=== Entries provided ===
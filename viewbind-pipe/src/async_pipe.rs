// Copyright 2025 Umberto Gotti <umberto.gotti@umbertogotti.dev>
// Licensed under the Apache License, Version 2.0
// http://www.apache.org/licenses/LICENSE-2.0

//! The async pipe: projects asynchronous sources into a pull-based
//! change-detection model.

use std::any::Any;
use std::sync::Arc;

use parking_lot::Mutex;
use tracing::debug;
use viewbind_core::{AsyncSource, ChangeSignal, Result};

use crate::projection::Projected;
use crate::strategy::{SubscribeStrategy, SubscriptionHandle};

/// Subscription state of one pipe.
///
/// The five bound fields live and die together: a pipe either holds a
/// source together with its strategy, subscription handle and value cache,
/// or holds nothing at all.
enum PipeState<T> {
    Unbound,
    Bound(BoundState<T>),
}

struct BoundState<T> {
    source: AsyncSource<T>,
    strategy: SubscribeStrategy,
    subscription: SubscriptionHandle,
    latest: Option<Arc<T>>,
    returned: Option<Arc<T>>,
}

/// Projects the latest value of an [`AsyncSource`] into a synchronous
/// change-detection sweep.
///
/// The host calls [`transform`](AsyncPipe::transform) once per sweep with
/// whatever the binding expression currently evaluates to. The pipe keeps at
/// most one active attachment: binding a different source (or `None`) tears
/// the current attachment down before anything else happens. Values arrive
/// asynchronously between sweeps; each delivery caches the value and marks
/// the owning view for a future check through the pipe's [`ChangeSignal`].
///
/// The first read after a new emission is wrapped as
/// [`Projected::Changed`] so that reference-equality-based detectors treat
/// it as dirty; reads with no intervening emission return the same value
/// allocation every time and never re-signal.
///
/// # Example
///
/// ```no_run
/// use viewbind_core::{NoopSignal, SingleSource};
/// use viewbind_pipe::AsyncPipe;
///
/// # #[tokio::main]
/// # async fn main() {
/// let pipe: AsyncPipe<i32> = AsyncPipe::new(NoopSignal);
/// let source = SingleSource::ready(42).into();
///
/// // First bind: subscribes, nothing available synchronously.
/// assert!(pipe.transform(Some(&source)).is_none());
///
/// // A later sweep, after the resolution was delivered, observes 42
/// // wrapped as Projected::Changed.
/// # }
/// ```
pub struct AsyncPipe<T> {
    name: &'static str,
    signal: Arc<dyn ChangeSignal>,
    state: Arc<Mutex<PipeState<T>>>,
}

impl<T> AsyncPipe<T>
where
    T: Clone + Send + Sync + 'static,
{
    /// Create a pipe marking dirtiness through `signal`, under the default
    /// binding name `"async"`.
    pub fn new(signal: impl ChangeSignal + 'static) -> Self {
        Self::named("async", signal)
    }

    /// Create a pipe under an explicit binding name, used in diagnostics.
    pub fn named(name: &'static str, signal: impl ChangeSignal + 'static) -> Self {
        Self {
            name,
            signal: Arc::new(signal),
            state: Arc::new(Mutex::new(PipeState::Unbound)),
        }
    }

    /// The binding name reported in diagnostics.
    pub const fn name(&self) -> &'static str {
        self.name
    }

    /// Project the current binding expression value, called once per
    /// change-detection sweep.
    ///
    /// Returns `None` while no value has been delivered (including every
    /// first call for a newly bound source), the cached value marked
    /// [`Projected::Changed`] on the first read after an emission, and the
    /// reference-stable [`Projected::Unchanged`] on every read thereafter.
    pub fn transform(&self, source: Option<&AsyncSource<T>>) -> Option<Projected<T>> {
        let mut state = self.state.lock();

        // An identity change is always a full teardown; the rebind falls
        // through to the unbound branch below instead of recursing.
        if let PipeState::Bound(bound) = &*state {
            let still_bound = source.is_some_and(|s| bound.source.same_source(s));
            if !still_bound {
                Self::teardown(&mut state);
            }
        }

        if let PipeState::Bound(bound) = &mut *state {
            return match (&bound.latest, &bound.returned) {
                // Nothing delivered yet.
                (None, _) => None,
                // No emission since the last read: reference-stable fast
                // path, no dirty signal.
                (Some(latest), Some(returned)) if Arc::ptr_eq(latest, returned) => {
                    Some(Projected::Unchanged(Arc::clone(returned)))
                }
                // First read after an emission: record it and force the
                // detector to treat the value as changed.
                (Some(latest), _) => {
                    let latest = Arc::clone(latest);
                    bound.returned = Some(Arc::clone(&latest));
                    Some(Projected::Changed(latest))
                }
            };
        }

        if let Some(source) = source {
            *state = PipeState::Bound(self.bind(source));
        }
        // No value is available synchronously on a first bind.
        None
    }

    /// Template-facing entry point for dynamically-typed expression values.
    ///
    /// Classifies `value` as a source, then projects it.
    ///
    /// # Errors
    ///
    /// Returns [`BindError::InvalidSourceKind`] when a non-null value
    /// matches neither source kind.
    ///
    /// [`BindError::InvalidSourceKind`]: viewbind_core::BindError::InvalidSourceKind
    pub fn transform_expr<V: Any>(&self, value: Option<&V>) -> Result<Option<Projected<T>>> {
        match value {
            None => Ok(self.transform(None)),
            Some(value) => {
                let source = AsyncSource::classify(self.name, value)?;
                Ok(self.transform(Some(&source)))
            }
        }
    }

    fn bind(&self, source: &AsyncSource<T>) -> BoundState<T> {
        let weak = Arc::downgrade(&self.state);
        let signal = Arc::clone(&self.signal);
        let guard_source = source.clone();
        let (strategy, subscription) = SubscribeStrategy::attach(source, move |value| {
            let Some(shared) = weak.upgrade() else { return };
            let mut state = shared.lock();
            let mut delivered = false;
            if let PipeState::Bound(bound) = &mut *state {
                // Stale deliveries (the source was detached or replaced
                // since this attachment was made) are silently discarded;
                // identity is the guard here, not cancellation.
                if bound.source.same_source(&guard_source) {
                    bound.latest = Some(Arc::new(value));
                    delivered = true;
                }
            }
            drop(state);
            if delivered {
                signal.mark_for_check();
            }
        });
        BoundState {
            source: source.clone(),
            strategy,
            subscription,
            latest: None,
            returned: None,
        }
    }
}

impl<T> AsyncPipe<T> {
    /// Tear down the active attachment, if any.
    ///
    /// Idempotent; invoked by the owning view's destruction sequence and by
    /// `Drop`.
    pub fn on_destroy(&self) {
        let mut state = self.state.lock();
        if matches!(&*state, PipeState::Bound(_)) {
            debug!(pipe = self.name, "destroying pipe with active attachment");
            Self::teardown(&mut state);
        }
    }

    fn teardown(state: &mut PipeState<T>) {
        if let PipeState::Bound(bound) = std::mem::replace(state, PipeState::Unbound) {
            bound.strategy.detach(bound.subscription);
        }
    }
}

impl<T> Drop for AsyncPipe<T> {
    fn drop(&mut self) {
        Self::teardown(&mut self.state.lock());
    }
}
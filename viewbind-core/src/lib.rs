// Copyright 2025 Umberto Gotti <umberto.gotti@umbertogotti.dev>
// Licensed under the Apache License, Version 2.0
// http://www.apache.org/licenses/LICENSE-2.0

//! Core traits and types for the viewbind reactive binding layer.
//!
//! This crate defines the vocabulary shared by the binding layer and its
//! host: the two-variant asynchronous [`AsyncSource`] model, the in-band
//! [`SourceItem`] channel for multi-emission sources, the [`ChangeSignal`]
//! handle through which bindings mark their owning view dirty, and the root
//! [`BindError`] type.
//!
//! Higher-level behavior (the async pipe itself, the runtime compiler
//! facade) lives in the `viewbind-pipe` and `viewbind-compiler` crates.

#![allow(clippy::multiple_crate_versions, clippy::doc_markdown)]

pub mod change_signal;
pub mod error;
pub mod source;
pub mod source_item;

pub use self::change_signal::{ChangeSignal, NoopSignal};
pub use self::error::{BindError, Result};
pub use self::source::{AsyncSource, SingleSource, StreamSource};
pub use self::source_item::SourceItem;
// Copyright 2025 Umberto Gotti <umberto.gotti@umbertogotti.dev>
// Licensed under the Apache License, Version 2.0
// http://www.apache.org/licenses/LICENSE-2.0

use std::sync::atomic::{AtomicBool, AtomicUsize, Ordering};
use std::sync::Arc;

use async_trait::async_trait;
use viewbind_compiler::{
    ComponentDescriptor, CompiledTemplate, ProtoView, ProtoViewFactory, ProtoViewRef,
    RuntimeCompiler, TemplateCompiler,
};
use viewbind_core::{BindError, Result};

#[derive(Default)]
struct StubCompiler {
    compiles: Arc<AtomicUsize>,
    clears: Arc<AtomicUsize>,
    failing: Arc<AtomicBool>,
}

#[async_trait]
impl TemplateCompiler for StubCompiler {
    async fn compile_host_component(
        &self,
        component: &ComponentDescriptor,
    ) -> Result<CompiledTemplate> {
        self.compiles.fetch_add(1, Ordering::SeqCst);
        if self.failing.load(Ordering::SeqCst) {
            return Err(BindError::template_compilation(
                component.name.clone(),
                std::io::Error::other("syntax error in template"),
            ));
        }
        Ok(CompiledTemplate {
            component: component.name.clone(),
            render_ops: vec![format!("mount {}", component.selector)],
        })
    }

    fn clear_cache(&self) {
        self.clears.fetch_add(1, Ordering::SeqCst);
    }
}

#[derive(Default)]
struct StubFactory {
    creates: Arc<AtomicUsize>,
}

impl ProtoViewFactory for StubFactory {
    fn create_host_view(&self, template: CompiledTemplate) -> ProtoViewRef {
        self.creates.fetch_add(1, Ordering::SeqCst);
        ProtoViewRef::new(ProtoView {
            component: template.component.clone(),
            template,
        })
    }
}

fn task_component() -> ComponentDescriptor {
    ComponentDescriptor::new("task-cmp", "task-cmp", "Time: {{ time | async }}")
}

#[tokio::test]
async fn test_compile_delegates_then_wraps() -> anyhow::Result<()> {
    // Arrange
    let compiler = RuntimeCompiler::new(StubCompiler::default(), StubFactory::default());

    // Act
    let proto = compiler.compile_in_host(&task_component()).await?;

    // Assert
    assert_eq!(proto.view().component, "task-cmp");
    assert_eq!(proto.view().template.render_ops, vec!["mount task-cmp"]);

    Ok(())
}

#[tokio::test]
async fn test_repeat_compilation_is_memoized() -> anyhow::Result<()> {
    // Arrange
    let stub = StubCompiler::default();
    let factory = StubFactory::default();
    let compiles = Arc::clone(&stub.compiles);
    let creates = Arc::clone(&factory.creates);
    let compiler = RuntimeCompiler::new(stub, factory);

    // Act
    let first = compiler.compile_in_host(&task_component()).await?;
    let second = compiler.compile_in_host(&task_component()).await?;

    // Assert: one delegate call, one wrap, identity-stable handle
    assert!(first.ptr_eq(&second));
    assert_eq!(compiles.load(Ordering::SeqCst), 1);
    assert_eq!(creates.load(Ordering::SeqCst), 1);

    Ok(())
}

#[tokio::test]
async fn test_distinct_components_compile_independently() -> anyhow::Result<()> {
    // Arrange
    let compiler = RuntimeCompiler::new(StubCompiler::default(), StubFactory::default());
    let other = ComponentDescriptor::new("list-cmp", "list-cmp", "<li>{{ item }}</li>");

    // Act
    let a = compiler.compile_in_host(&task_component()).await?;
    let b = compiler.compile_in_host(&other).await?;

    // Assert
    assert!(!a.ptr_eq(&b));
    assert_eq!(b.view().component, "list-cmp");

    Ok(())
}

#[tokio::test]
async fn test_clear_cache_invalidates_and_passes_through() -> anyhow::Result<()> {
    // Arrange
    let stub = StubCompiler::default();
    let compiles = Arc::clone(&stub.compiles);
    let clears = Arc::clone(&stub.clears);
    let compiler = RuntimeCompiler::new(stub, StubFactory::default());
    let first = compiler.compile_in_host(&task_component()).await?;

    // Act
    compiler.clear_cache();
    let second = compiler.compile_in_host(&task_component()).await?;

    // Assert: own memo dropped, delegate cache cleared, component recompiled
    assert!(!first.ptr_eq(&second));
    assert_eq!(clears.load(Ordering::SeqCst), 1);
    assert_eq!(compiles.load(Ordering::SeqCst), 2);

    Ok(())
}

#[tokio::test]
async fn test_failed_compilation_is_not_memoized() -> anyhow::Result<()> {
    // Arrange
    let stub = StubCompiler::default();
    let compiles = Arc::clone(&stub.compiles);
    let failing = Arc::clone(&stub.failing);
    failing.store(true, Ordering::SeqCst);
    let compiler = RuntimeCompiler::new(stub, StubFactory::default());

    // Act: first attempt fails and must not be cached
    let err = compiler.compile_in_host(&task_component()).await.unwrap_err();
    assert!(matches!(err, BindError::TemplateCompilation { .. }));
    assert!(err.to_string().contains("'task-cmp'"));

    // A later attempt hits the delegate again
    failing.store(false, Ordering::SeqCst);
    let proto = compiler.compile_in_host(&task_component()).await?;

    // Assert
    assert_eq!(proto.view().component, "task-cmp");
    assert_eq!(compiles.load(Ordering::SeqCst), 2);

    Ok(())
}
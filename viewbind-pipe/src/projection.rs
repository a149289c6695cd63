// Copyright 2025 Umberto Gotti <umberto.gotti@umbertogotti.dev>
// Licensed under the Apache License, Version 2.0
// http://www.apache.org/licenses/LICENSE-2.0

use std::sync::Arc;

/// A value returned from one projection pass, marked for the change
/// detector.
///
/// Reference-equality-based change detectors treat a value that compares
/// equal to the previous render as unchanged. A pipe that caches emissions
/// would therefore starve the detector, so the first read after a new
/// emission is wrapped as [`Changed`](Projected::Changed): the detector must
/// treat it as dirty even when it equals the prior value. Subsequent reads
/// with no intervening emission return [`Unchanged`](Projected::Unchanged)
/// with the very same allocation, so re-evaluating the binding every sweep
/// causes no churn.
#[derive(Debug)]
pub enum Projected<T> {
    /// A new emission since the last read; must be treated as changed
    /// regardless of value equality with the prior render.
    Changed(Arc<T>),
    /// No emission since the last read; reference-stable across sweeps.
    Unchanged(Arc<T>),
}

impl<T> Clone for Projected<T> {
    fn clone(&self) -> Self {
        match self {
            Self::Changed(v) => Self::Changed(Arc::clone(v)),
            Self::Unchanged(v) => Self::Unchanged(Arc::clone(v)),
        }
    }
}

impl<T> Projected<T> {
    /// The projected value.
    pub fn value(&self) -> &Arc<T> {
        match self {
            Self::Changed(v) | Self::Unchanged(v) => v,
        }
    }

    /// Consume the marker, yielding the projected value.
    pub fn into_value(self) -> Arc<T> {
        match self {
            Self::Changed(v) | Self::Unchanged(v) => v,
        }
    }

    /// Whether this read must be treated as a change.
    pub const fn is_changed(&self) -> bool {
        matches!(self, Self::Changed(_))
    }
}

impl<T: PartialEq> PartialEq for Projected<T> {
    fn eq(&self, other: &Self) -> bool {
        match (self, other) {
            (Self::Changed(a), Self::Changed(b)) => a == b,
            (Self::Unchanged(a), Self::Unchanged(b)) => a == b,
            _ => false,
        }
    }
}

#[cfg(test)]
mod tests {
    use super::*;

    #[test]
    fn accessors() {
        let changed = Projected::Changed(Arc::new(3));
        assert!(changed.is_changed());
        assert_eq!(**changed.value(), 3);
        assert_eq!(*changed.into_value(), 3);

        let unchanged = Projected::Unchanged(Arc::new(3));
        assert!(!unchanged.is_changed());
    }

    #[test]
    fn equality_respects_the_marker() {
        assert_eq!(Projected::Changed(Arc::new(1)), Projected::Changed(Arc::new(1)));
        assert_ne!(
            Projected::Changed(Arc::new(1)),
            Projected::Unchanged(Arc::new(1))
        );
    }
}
===
§ **Instructions to follow**:
Copy each line from the data above that includes "intervening".

§ **Exercise result**:
/// it as dirty; reads with no intervening emission return the same value
/// with no intervening emission return [`Unchanged`](Projected::Unchanged)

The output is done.